Army First Sergeant Joe Civitello was in the "control arm" of the study -- a comparison group of volunteers that would not receive the vaccine.
"I'm going to get malaria," he said with a nervous laugh. "Somebody's got to do that part too, right?"
After being infected, the volunteers headed home. They went back to work and to their families.
Meanwhile, the malaria parasites were moving through their bodies. The parasites infect the liver then reproduce and move to the bloodstream, where they attack red blood cells.
It takes at least ten days before any symptoms set in. So, on the ninth day, the volunteers returned.
This time, they checked into a hotel, where Walter Reed doctors would monitor their health.
Waiting for Symptoms
It was a Friday night, and Renee Krueger felt great. In fact, she had brought her two daughters for the weekend.
"They're excited," she said. "When they go to the hotel, they think we're on vacation."

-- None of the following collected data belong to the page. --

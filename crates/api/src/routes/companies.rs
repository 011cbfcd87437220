//! Route definitions for the `/api/companies` resource.

use axum::routing::get;
use axum::Router;

use crate::handlers::companies;
use crate::state::AppState;

/// Routes mounted at `/api/companies`.
///
/// ```text
/// GET    /          -> list
/// POST   /          -> create
/// PUT    /{id}      -> update
/// DELETE /{id}      -> delete
/// ```
pub fn router() -> Router<AppState> {
    Router::new()
        .route("/", get(companies::list).post(companies::create))
        .route(
            "/{id}",
            axum::routing::put(companies::update).delete(companies::delete),
        )
}
use axum::http::StatusCode;
use axum::response::{IntoResponse, Response};
use derby_core::error::CoreError;
use serde_json::json;

/// Application-level error type for HTTP handlers.
///
/// Wraps [`CoreError`] for domain errors and adds HTTP-specific variants.
/// Implements [`IntoResponse`] to produce consistent `{ "error": ... }`
/// JSON responses; internal detail (sqlx errors, upstream response bodies)
/// is logged server-side and never relayed to the caller.
#[derive(Debug, thiserror::Error)]
pub enum AppError {
    /// A domain-level error from `derby_core`.
    #[error(transparent)]
    Core(#[from] CoreError),

    /// A database error from sqlx.
    #[error("Database error: {0}")]
    Database(#[from] sqlx::Error),

    /// An upstream provider call failed.
    #[error("Upstream error: {0}")]
    BadGateway(String),

    /// An internal error with a human-readable message.
    #[error("Internal error: {0}")]
    InternalError(String),
}

/// Convenience type alias for handler return values.
pub type AppResult<T> = Result<T, AppError>;

impl IntoResponse for AppError {
    fn into_response(self) -> Response {
        let (status, message) = match &self {
            // --- CoreError variants ---
            AppError::Core(core) => match core {
                CoreError::NotFound { entity, .. } => {
                    (StatusCode::NOT_FOUND, format!("{entity} not found"))
                }
                CoreError::Validation(msg) => (StatusCode::BAD_REQUEST, msg.clone()),
                CoreError::Unauthorized(msg) => (StatusCode::UNAUTHORIZED, msg.clone()),
                CoreError::Configuration(msg) => {
                    tracing::error!(error = %msg, "Server misconfiguration");
                    (
                        StatusCode::INTERNAL_SERVER_ERROR,
                        "Server is not configured for this operation".to_string(),
                    )
                }
                CoreError::Internal(msg) => {
                    tracing::error!(error = %msg, "Internal core error");
                    (
                        StatusCode::INTERNAL_SERVER_ERROR,
                        "An internal error occurred".to_string(),
                    )
                }
            },

            // --- Database errors ---
            AppError::Database(err) => classify_sqlx_error(err),

            // --- Upstream provider errors ---
            AppError::BadGateway(msg) => (StatusCode::BAD_GATEWAY, msg.clone()),

            AppError::InternalError(msg) => {
                tracing::error!(error = %msg, "Internal error");
                (
                    StatusCode::INTERNAL_SERVER_ERROR,
                    "An internal error occurred".to_string(),
                )
            }
        };

        let body = json!({
            "error": message,
        });

        (status, axum::Json(body)).into_response()
    }
}

/// Classify a sqlx error into an HTTP status and message.
///
/// - `RowNotFound` maps to 404.
/// - Foreign-key violations (code 23503, e.g. a sponsorship referencing a
///   missing company) map to a generic 500; the caller gets no dedicated
///   "invalid reference" message.
/// - Everything else maps to 500 with a sanitized message.
fn classify_sqlx_error(err: &sqlx::Error) -> (StatusCode, String) {
    match err {
        sqlx::Error::RowNotFound => (StatusCode::NOT_FOUND, "Resource not found".to_string()),
        sqlx::Error::Database(db_err) => {
            if db_err.code().as_deref() == Some("23503") {
                tracing::error!(
                    constraint = db_err.constraint().unwrap_or("unknown"),
                    "Foreign-key violation"
                );
            } else {
                tracing::error!(error = %db_err, "Database error");
            }
            (
                StatusCode::INTERNAL_SERVER_ERROR,
                "An internal error occurred".to_string(),
            )
        }
        other => {
            tracing::error!(error = %other, "Database error");
            (
                StatusCode::INTERNAL_SERVER_ERROR,
                "An internal error occurred".to_string(),
            )
        }
    }
}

On Saturday, Krueger took the girls shopping and to the hotel's indoor swimming pool. That same day, Sergeant Civitello got sick, just as expected.
It started with achy muscles. "Then the headache and the fever and the diarrhea started to kick in," he said, "and you're like, uh, this is not fun."
Doctors immediately treated him with two kinds of anti-malaria medicine.
Meanwhile, on Sunday morning, Renee Krueger still felt pretty good. Then, that afternoon, she got a call from the doctors. They had been testing her blood, and they found malaria parasites multiplying in her body. She needed to go on medication.
"I was a little surprised when I got the call," said Krueger. "I was a little tired but I just thought that was from being lazy today. But I guess maybe that's why I'm tired."
Over the next several days, Krueger developed the typical symptoms of malaria -- achy muscles, nausea, and fever.
The fact that she and others who were vaccinated got sick suggested the vaccine was not working. But Major Jason Bennett, who was running the clinical trial, tried to remain optimistic.
"The main goal of this trial was to test the safety of the vaccine," he said, "[and] we know that the vaccine is safe." He said it would take more analysis to determine how effective the vaccine was. Even if vaccinated people got sick, Bennett said the vaccine might have delayed symptoms.
Four days later, on Thursday, the trial was done. By now, Renee Krueger had recovered from malaria, but she looked exhausted. And she was disappointed.
"We wanted it to work," she said. "It would have been nice to be part of something that could have been life-changing for a lot of people. It could have saved a lot of lives."
Failure is the norm in early vaccine trials, which is why researchers are working on other approaches to immunizing people against malaria.
Those experimental vaccines will also need to be tested on humans. Walter Reed's doctors say they will be looking for new groups of volunteers later this year.